Lebih lanjut, tim peneliti yang terdiri dari Nur Darmayanti, Bambang Priyono, dan Margareta Rahayuningsih, serta didukung Rosichon Ubaidillah, peneliti dari Badan Riset dan Inovasi Nasional (BRIN) itu menjelaskan bahwa media yang halus seperti dedak cukup mempermudah larva ngengat beras saat mengkonsumsi pakan tersebut serta mempermudah larva saat menggulung pakan menggunakan serat sutranya. Oleh karena itu pula, perkembangan larva menjadi lebih optimal dan kemunculan imago menjadi lebih banyak.
“Jika kemunculan imago banyak maka dapat menghasilkan telur yang banyak. Artinya, partikel media pakan juga mempengaruhi produksi telur. Media pakan jagung dan dedak saling menyuplai pada komposisi beras yang banyak. Namun, apabila komposisi beras dikurangi hasil produksi telurnya sedikit, sehingga media pakan jagung dan dedak melengkapi media beras,” terang Nur dan tim.
Nur dan tim menambahkan bahwa komposisi yang tepat untuk media pakan campuran dalam eksperimen ini terdiri dari jagung 25%, dedak 25%, dan beras 50%. Pertumbuhan larva ngengat beras juga akan semakin cepat bila didukung dengan suhu dan kelembaban yang optimal. Umumnya, larva ngengat beras tumbuh dalam suhu 28±2 °C dan kelembaban 75±5 %. Namun dalam eksperimen kali ini, Nur dan tim mendapati larva ngengat beras tumbuh di kisaran 26,4 – 30,5°C dan kelembaban ruangan di kisaran 67-98%.

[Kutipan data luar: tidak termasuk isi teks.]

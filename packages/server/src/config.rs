use config::{Config, ConfigError, Environment, File};
use serde::Deserialize;

#[derive(Debug, Deserialize, Clone)]
pub struct CorsConfig {
    pub allow_origins: Vec<String>,
    pub max_age: u64,
}

#[derive(Debug, Deserialize, Clone)]
pub struct ServerConfig {
    pub host: String,
    pub port: u16,
    pub cors: CorsConfig,
}

#[derive(Debug, Deserialize, Clone)]
pub struct DatabaseConfig {
    pub url: String,
}

#[derive(Debug, Deserialize, Clone)]
pub struct AuthConfig {
    /// Shared secret for signing and verifying bearer tokens.
    pub jwt_secret: String,
    /// Enables the mock login endpoint and the dev sentinel token.
    /// Must be false outside development/test.
    pub dev_mode: bool,
    /// Email granted the admin flag, if any.
    pub admin_email: Option<String>,
}

#[derive(Debug, Deserialize, Clone)]
pub struct GithubConfig {
    pub client_id: String,
    pub client_secret: String,
    /// Base URL for the OAuth code exchange. Overridable so tests can point
    /// at a local mock.
    pub oauth_base: String,
    /// Base URL for the user profile API.
    pub api_base: String,
    /// Timeout for outbound provider calls, in seconds.
    pub timeout_secs: u64,
}

#[derive(Debug, Deserialize, Clone)]
pub struct AppConfig {
    pub server: ServerConfig,
    pub database: DatabaseConfig,
    pub auth: AuthConfig,
    pub github: GithubConfig,
}

impl AppConfig {
    pub fn load() -> Result<Self, ConfigError> {
        let s = Config::builder()
            .set_default("server.host", "127.0.0.1")?
            .set_default("server.port", 3000)?
            .set_default("server.cors.allow_origins", Vec::<String>::new())?
            .set_default("server.cors.max_age", 3600)?
            .set_default("auth.dev_mode", false)?
            .set_default("github.client_id", "")?
            .set_default("github.client_secret", "")?
            .set_default("github.oauth_base", "https://github.com")?
            .set_default("github.api_base", "https://api.github.com")?
            .set_default("github.timeout_secs", 10)?
            // Load from config/config.toml
            .add_source(File::with_name("config/config").required(false))
            // Override from environment (e.g., HIVEMIND__AUTH__JWT_SECRET)
            .add_source(Environment::with_prefix("HIVEMIND").separator("__"))
            .build()?;

        s.try_deserialize()
    }
}
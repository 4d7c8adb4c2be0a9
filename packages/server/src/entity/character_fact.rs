use sea_orm::entity::prelude::*;
use serde::{Deserialize, Serialize};

#[sea_orm::model]
#[derive(Clone, Debug, PartialEq, Eq, DeriveEntityModel, Serialize, Deserialize)]
#[sea_orm(table_name = "character_fact")]
pub struct Model {
    #[sea_orm(primary_key, auto_increment = false)]
    pub id: Uuid,

    pub fact: String,

    pub character_id: Uuid,
    #[sea_orm(belongs_to, from = "character_id", to = "id")]
    pub character: HasOne<super::character::Entity>,

    pub created_at: DateTimeUtc,
    pub updated_at: DateTimeUtc,
}

impl ActiveModelBehavior for ActiveModel {}
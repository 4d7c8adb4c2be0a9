use axum::{
    Json,
    http::StatusCode,
    response::{IntoResponse, Response},
};
use sea_orm::DbErr;
use serde::Serialize;

use crate::github::GithubError;

/// Structured error response returned by all REST endpoints on failure.
///
/// GraphQL operations never produce this shape; their failures travel in the
/// in-band `errors` list of the GraphQL response body.
#[derive(Serialize, utoipa::ToSchema)]
pub struct ErrorBody {
    /// Machine-readable error code. One of: `VALIDATION_ERROR`, `TOKEN_MISSING`,
    /// `TOKEN_INVALID`, `FORBIDDEN`, `NOT_FOUND`, `UPSTREAM_AUTH_FAILED`,
    /// `UPSTREAM_ERROR`, `SERVICE_UNAVAILABLE`, `INTERNAL_ERROR`.
    #[schema(example = "VALIDATION_ERROR")]
    pub code: &'static str,
    /// Human-readable error description.
    #[schema(example = "Authorization code not provided")]
    pub message: String,
}

/// Application-level error type.
#[derive(Debug)]
pub enum AppError {
    Validation(String),
    TokenMissing,
    TokenInvalid,
    Forbidden(String),
    NotFound(String),
    /// The OAuth provider rejected the exchange (bad code, revoked grant).
    UpstreamAuth(String),
    /// The OAuth provider misbehaved (network failure, timeout, 5xx).
    Upstream(String),
    /// The entity store cannot be reached; the request is retryable.
    ServiceUnavailable,
    Internal(String),
}

impl AppError {
    fn status_and_body(self) -> (StatusCode, ErrorBody) {
        match self {
            AppError::Validation(msg) => (
                StatusCode::BAD_REQUEST,
                ErrorBody {
                    code: "VALIDATION_ERROR",
                    message: msg,
                },
            ),
            AppError::TokenMissing => (
                StatusCode::UNAUTHORIZED,
                ErrorBody {
                    code: "TOKEN_MISSING",
                    message: "Authentication required".into(),
                },
            ),
            AppError::TokenInvalid => (
                StatusCode::UNAUTHORIZED,
                ErrorBody {
                    code: "TOKEN_INVALID",
                    message: "Invalid or expired token".into(),
                },
            ),
            AppError::Forbidden(msg) => (
                StatusCode::FORBIDDEN,
                ErrorBody {
                    code: "FORBIDDEN",
                    message: msg,
                },
            ),
            AppError::NotFound(msg) => (
                StatusCode::NOT_FOUND,
                ErrorBody {
                    code: "NOT_FOUND",
                    message: msg,
                },
            ),
            AppError::UpstreamAuth(msg) => (
                StatusCode::UNAUTHORIZED,
                ErrorBody {
                    code: "UPSTREAM_AUTH_FAILED",
                    message: msg,
                },
            ),
            AppError::Upstream(detail) => {
                tracing::error!("Upstream provider error: {}", detail);
                (
                    StatusCode::INTERNAL_SERVER_ERROR,
                    ErrorBody {
                        code: "UPSTREAM_ERROR",
                        message: "Authentication failed".into(),
                    },
                )
            }
            AppError::ServiceUnavailable => (
                StatusCode::SERVICE_UNAVAILABLE,
                ErrorBody {
                    code: "SERVICE_UNAVAILABLE",
                    message: "Service temporarily unavailable (database)".into(),
                },
            ),
            AppError::Internal(detail) => {
                tracing::error!("Internal error: {}", detail);
                (
                    StatusCode::INTERNAL_SERVER_ERROR,
                    ErrorBody {
                        code: "INTERNAL_ERROR",
                        message: "An unexpected error occurred".into(),
                    },
                )
            }
        }
    }
}

impl IntoResponse for AppError {
    fn into_response(self) -> Response {
        let (status, body) = self.status_and_body();
        (status, Json(body)).into_response()
    }
}

impl From<DbErr> for AppError {
    fn from(err: DbErr) -> Self {
        match err {
            DbErr::Conn(detail) => {
                tracing::error!("Database connection error: {}", detail);
                AppError::ServiceUnavailable
            }
            DbErr::ConnectionAcquire(detail) => {
                tracing::error!("Database pool exhausted or unreachable: {}", detail);
                AppError::ServiceUnavailable
            }
            other => AppError::Internal(other.to_string()),
        }
    }
}

impl From<GithubError> for AppError {
    fn from(err: GithubError) -> Self {
        match err {
            GithubError::CodeRejected => {
                AppError::UpstreamAuth("Failed to obtain access token".into())
            }
            GithubError::MissingProfile => {
                AppError::UpstreamAuth("Failed to get user info from GitHub".into())
            }
            GithubError::Http(e) => AppError::Upstream(e.to_string()),
        }
    }
}
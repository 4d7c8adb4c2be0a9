use serde_json::{Value, json};

use crate::common::{TestApp, routes};

const LIST_QUERY: &str = r#"
    query($first: Int, $after: String) {
        conversations(first: $first, after: $after) {
            edges {
                cursor
                node {
                    title
                    facts
                    persona { name default }
                    characters { name }
                }
            }
            pageInfo { hasNextPage hasPreviousPage }
        }
    }
"#;

fn edge_titles(data: &Value) -> Vec<String> {
    data["conversations"]["edges"]
        .as_array()
        .unwrap()
        .iter()
        .map(|e| e["node"]["title"].as_str().unwrap().to_string())
        .collect()
}

#[tokio::test]
async fn conversations_requires_authentication() {
    let app = TestApp::spawn().await;

    let res = app.graphql(LIST_QUERY, json!({}), None).await;
    assert_eq!(res.graphql_errors(), vec!["Authentication required"]);
}

#[tokio::test]
async fn conversations_are_scoped_to_the_viewers_personas() {
    let app = TestApp::spawn().await;
    let (owner, token) = app.create_user("Ada", "ada@example.com").await;
    let (stranger, _) = app.create_user("Bob", "bob@example.com").await;

    let persona = app.insert_persona(owner, "Kent").await;
    app.insert_conversation(persona.id, "Second Act").await;
    app.insert_conversation(persona.id, "First Act").await;

    let other_persona = app.insert_persona(stranger, "Rival").await;
    app.insert_conversation(other_persona.id, "Not Yours").await;

    let res = app.graphql(LIST_QUERY, json!({}), Some(&token)).await;
    // Ordered by title; other users' conversations never appear.
    assert_eq!(
        edge_titles(res.graphql_data()),
        vec!["First Act", "Second Act"]
    );
}

#[tokio::test]
async fn conversation_resolves_persona_characters_and_string_facts() {
    let app = TestApp::spawn().await;
    let (owner, token) = app.create_user("Ada", "ada@example.com").await;

    let persona = app.insert_persona(owner, "Kent").await;
    let conversation = app.insert_conversation(persona.id, "First Contact").await;
    let character = app.insert_character(owner, "Zara", false).await;
    app.link_character(character.id, conversation.id).await;
    app.insert_conversation_fact(conversation.id, "They met at dawn").await;

    let res = app.graphql(LIST_QUERY, json!({}), Some(&token)).await;
    let node = &res.graphql_data()["conversations"]["edges"][0]["node"];
    assert_eq!(node["persona"]["name"], "Kent");
    assert_eq!(node["persona"]["default"], false);
    assert_eq!(node["characters"][0]["name"], "Zara");
    assert_eq!(node["facts"], json!(["They met at dawn"]));
}

#[tokio::test]
async fn conversations_paginate_forward() {
    let app = TestApp::spawn().await;
    let (owner, token) = app.create_user("Ada", "ada@example.com").await;
    let persona = app.insert_persona(owner, "Kent").await;
    for title in ["Alpha", "Beta", "Gamma"] {
        app.insert_conversation(persona.id, title).await;
    }

    let res = app.graphql(LIST_QUERY, json!({ "first": 2 }), Some(&token)).await;
    let data = res.graphql_data();
    assert_eq!(edge_titles(data), vec!["Alpha", "Beta"]);
    assert_eq!(data["conversations"]["pageInfo"]["hasNextPage"], true);

    let cursor = data["conversations"]["edges"][1]["cursor"].as_str().unwrap();
    let res = app
        .graphql(LIST_QUERY, json!({ "first": 2, "after": cursor }), Some(&token))
        .await;
    let data = res.graphql_data();
    assert_eq!(edge_titles(data), vec!["Gamma"]);
    assert_eq!(data["conversations"]["pageInfo"]["hasNextPage"], false);
}

#[tokio::test]
async fn user_query_requires_authentication() {
    let app = TestApp::spawn().await;
    let (user_id, token) = app.create_user("Ada", "ada@example.com").await;

    let query = r#"query($id: ID!) { user(id: $id) { email } }"#;

    let anon = app
        .graphql(query, json!({ "id": user_id.to_string() }), None)
        .await;
    assert_eq!(anon.graphql_errors(), vec!["Authentication required"]);

    let authed = app
        .graphql(query, json!({ "id": user_id.to_string() }), Some(&token))
        .await;
    assert_eq!(authed.graphql_data()["user"]["email"], "ada@example.com");
}

#[tokio::test]
async fn legacy_listing_is_anonymous_and_inlines_relations() {
    let app = TestApp::spawn().await;
    let (owner, _) = app.create_user("Ada", "ada@example.com").await;

    let persona = app.insert_persona(owner, "Kent").await;
    let conversation = app.insert_conversation(persona.id, "First Contact").await;
    let character = app.insert_character(owner, "Zara", false).await;
    app.link_character(character.id, conversation.id).await;
    app.insert_conversation_fact(conversation.id, "They met at dawn").await;

    let res = app.get_without_token(routes::CONVERSATIONS).await;
    assert_eq!(res.status, 200, "{}", res.text);

    // Every conversation is listed, including the seeded demo one.
    let listing = res.body["conversations"].as_array().unwrap();
    assert_eq!(listing.len(), 2);
    assert_eq!(listing[0]["title"], "First Contact");
    assert_eq!(listing[0]["persona"]["name"], "Kent");
    assert_eq!(listing[0]["characters"][0]["name"], "Zara");
    assert_eq!(listing[0]["conversation_facts"], json!(["They met at dawn"]));
    assert_eq!(listing[1]["title"], "Seraphima's Journey");
    assert_eq!(listing[1]["characters"][0]["name"], "Seraphima");
}
//! Data access, one module per aggregate. Resolvers and handlers never build
//! queries themselves; cross-entity references stay foreign-key only and
//! multi-row listings are batch-loaded here to avoid per-row fetch fan-out.

pub mod characters;
pub mod conversations;
pub mod personas;
pub mod users;
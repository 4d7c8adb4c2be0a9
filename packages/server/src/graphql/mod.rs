//! GraphQL schema: query and mutation roots, output types, and the
//! per-request viewer context. The schema owns a database handle; everything
//! request-scoped arrives through [`AuthSession`].

pub mod mutation;
pub mod query;
pub mod types;

use async_graphql::{EmptySubscription, Error, Schema};
use sea_orm::{DatabaseConnection, DbErr};
use tracing::error;

use crate::entity::user;
use crate::pagination::PageError;

use mutation::MutationRoot;
use query::QueryRoot;

pub type AppSchema = Schema<QueryRoot, MutationRoot, EmptySubscription>;

/// The viewer resolved from the request's bearer token, or no one.
#[derive(Clone)]
pub struct AuthSession {
    pub user: Option<user::Model>,
}

impl AuthSession {
    /// The viewer, or the uniform error every gated field raises.
    pub fn require_user(&self) -> Result<&user::Model, Error> {
        self.user
            .as_ref()
            .ok_or_else(|| Error::new("Authentication required"))
    }
}

pub fn build_schema(db: DatabaseConnection) -> AppSchema {
    Schema::build(QueryRoot, MutationRoot, EmptySubscription)
        .data(db)
        .finish()
}

/// Database failures surface as generic messages; the cause goes to the log.
pub(crate) fn db_error(err: DbErr) -> Error {
    error!("database error in resolver: {err}");
    match err {
        DbErr::Conn(_) | DbErr::ConnectionAcquire(_) => {
            Error::new("Service temporarily unavailable")
        }
        _ => Error::new("Internal error"),
    }
}

pub(crate) fn page_error(err: PageError) -> Error {
    Error::new(err.to_string())
}
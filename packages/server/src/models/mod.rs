pub mod auth;
pub mod conversation;
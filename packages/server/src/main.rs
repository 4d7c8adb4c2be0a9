use std::net::SocketAddr;

use tracing::{Level, info};

use server::config::AppConfig;
use server::database::init_db;
use server::github::GithubClient;
use server::graphql::build_schema;
use server::seed::seed_demo_data;
use server::state::AppState;

#[tokio::main]
async fn main() -> anyhow::Result<()> {
    tracing_subscriber::fmt().with_max_level(Level::INFO).init();

    let config = AppConfig::load()?;

    let db = init_db(&config.database.url).await?;
    seed_demo_data(&db).await?;

    let schema = build_schema(db.clone());
    let github = GithubClient::new(&config.github)?;

    let addr = SocketAddr::new(config.server.host.parse()?, config.server.port);

    let state = AppState {
        db,
        config,
        schema,
        github,
    };
    let app = server::build_router(state);

    info!("Server running at http://{}", addr);

    let listener = tokio::net::TcpListener::bind(addr).await?;
    axum::serve(listener, app).await?;

    Ok(())
}
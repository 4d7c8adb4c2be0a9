use axum::{
    Router,
    routing::{get, post},
};

use crate::handlers;
use crate::state::AppState;

pub fn app_routes() -> Router<AppState> {
    Router::new()
        .route("/graphql", post(handlers::graphql::execute))
        .nest("/auth", auth_routes())
        .route(
            "/api/conversations",
            get(handlers::conversation::list_conversations),
        )
        .route("/up", get(handlers::health::up))
        .route("/health", get(handlers::health::up))
}

fn auth_routes() -> Router<AppState> {
    Router::new()
        .route("/github/callback", post(handlers::auth::github_callback))
        .route("/me", get(handlers::auth::me))
        .route("/mock/login", post(handlers::auth::mock_login))
}
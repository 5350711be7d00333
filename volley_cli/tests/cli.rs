use std::{
    net::TcpListener,
    path::Path,
    process::{Command, Output},
};

fn volley(args: &[&str], cwd: &Path) -> Output {
    volley_with_log(args, cwd, "warn")
}

fn volley_with_log(args: &[&str], cwd: &Path, filter: &str) -> Output {
    Command::new(env!("CARGO_BIN_EXE_volley"))
        .args(args)
        .current_dir(cwd)
        .env("RUST_LOG", filter)
        .output()
        .unwrap()
}

fn closed_port_url() -> String {
    let listener = TcpListener::bind("127.0.0.1:0").unwrap();
    let addr = listener.local_addr().unwrap();
    drop(listener);
    format!("http://{addr}/")
}

#[test]
fn missing_argument_exits_1() {
    let dir = tempfile::tempdir().unwrap();
    let out = volley(&[], dir.path());
    assert_eq!(out.status.code(), Some(1));
}

#[test]
fn help_exits_0() {
    let dir = tempfile::tempdir().unwrap();
    let out = volley(&["--help"], dir.path());
    assert_eq!(out.status.code(), Some(0));
}

#[test]
fn missing_config_file_exits_1() {
    let dir = tempfile::tempdir().unwrap();
    let out = volley(&["nope.json"], dir.path());
    assert_eq!(out.status.code(), Some(1));
    assert!(String::from_utf8_lossy(&out.stderr).contains("config file not found"));
}

#[test]
fn invalid_config_exits_1_without_creating_db() {
    let dir = tempfile::tempdir().unwrap();
    std::fs::write(
        dir.path().join("config.json"),
        r#"{ "apiUrl": "http://localhost:1", "concurrentRequests": 0 }"#,
    )
    .unwrap();

    let out = volley(&["config.json"], dir.path());
    assert_eq!(out.status.code(), Some(1));
    assert!(!dir.path().join("benchmark_results.db").exists());
}

#[test]
fn fatal_error_is_printed_with_logging_off() {
    let dir = tempfile::tempdir().unwrap();
    std::fs::write(
        dir.path().join("config.json"),
        r#"{ "apiUrl": "http://localhost:1", "durationSeconds": 0 }"#,
    )
    .unwrap();

    let out = volley_with_log(&["config.json"], dir.path(), "off");
    assert_eq!(out.status.code(), Some(1));
    assert!(String::from_utf8_lossy(&out.stderr).contains("durationSeconds must be at least 1"));
}

#[test]
fn completed_run_exits_0_and_exports() {
    let dir = tempfile::tempdir().unwrap();
    let config = format!(
        r#"{{ "apiUrl": "{}", "concurrentRequests": 2, "durationSeconds": 1 }}"#,
        closed_port_url()
    );
    std::fs::write(dir.path().join("config.json"), config).unwrap();

    let out = volley(
        &["config.json", "--db", "run.db", "--csv", "run.csv"],
        dir.path(),
    );
    assert_eq!(out.status.code(), Some(0));

    let stdout = String::from_utf8_lossy(&out.stdout);
    assert!(stdout.contains("=== Benchmark Summary ==="));
    assert!(stdout.contains("transport error"));
    assert!(dir.path().join("run.db").exists());

    let csv = std::fs::read_to_string(dir.path().join("run.csv")).unwrap();
    assert!(csv.starts_with("Endpoint,LatencyMs,StatusCode,Timestamp\n"));
    assert!(csv.lines().count() > 1);
}

#[test]
fn json_summary() {
    let dir = tempfile::tempdir().unwrap();
    let config = format!(
        r#"{{ "apiUrl": "{}", "concurrentRequests": 1, "durationSeconds": 1 }}"#,
        closed_port_url()
    );
    std::fs::write(dir.path().join("config.json"), config).unwrap();

    let out = volley(&["config.json", "--json"], dir.path());
    assert_eq!(out.status.code(), Some(0));
    assert!(String::from_utf8_lossy(&out.stdout).contains(r#""result": "summary""#));
}
use std::collections::BTreeMap;
use std::fmt::Debug;

use serde::{de::DeserializeOwned, Deserialize, Serialize};

use crate::observation::Observation;

/// The `Aggregate` trait defines how raw items are collected into a compact,
/// mergeable representation that preserves what later analysis needs.
///
/// Aggregates should **not** compute final statistics such as averages or
/// medians. Those belong in a [`Report`](crate::report::Report), which is
/// converted from an aggregate and performs the final processing.
///
/// # Implementor notes
/// - `merge` must be **associative** and **commutative**: worker-local
///   aggregates are merged in whatever order the workers finish.
/// - Keep the representation serializable so aggregates can be persisted or
///   shipped between processes.
pub trait Aggregate
where
    Self: Serialize + DeserializeOwned + PartialEq + Send + Sync + Debug + Clone,
{
    /// The item type this aggregate summarizes.
    type Item;

    /// Create a new, empty instance of the aggregate.
    fn new() -> Self;

    /// Aggregate multiple items into the current instance.
    fn aggregate(&mut self, items: &[Self::Item]) {
        items.iter().for_each(|i| self.consume(i));
    }

    /// Incorporate a single item into the aggregate.
    fn consume(&mut self, item: &Self::Item);

    /// Combine two different aggregates into one.
    fn merge(&mut self, other: Self);
}

/// Raw tallies over a set of [`Observation`]s.
///
/// Latencies are bucketed per whole millisecond, which is also the resolution
/// they are measured at, so order statistics derived from the histogram are
/// exact.
#[derive(Debug, Clone, Default, PartialEq, Eq, Serialize, Deserialize)]
pub struct LatencyAggregate {
    pub count: u64,
    pub total_latency_ms: u64,
    pub min_latency_ms: Option<u64>,
    pub max_latency_ms: Option<u64>,
    pub error_count: u64,
    pub latencies: BTreeMap<u64, u64>,
    pub status_codes: BTreeMap<u16, u64>,
}

impl LatencyAggregate {
    /// The `n`-th smallest latency (zero based), if there are that many samples.
    pub fn nth_latency(&self, n: u64) -> Option<u64> {
        let mut seen = 0;
        for (&latency, &count) in &self.latencies {
            seen += count;
            if n < seen {
                return Some(latency);
            }
        }
        None
    }
}

impl Aggregate for LatencyAggregate {
    type Item = Observation;

    fn new() -> Self {
        LatencyAggregate::default()
    }

    fn consume(&mut self, obs: &Self::Item) {
        self.count += 1;
        self.total_latency_ms = self.total_latency_ms.saturating_add(obs.latency_ms);
        self.min_latency_ms = Some(self.min_latency_ms.map_or(obs.latency_ms, |m| m.min(obs.latency_ms)));
        self.max_latency_ms = Some(self.max_latency_ms.map_or(obs.latency_ms, |m| m.max(obs.latency_ms)));
        self.error_count += u64::from(obs.is_error());
        *self.latencies.entry(obs.latency_ms).or_default() += 1;
        *self.status_codes.entry(obs.status_code).or_default() += 1;
    }

    fn merge(&mut self, other: Self) {
        self.count += other.count;
        self.total_latency_ms = self.total_latency_ms.saturating_add(other.total_latency_ms);
        self.min_latency_ms = match (self.min_latency_ms, other.min_latency_ms) {
            (Some(a), Some(b)) => Some(a.min(b)),
            (a, b) => a.or(b),
        };
        self.max_latency_ms = match (self.max_latency_ms, other.max_latency_ms) {
            (Some(a), Some(b)) => Some(a.max(b)),
            (a, b) => a.or(b),
        };
        self.error_count += other.error_count;
        for (latency, count) in other.latencies {
            *self.latencies.entry(latency).or_default() += count;
        }
        for (status, count) in other.status_codes {
            *self.status_codes.entry(status).or_default() += count;
        }
    }
}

Melalui eksperimen kali ini, Nur dan tim berharap pemeliharaan massal ngengat beras dapat menjadi solusi ketersedian pakan burung walet, sekaligus menarik perhatian mereka untuk tetap tinggal di dalam rumah burung yang telah dibangun para petani. Lebih dari itu, mereka juga berharap metode ini dapat mendukung kelestarian, bahkan mendorong pertumbuhan populasi burung walet.
“Faktor lingkungan menjadi pendorong timbulnya inovasi pakan untuk burung walet. Hal ini, karena kondisi lingkungan yang berubah sehingga pakan untuk burung walet juga berkurang. Perubahan lingkungan ini, dapat terjadi karena salah satunya disebabkan oleh ulah manusia. Imbasnya burung walet susah untuk mendapatkan pakan alami, sehingga menyebabkan metabolisme kurang bagus, apabila metabolismenya kurang bagus maka reproduksi burung walet tidak bagus. Hal ini, menyebabkan produksi sarang burung walet menjadi menurun. Jika reproduksinya terganggu, telur yang dihasilkan sedikit maka pembuatan sarang juga akan terganggu. Oleh sebab itu, harus dilakukan inovasi mass rearing serangga sebagai pakan burung walet,” ungkap Nur dan tim.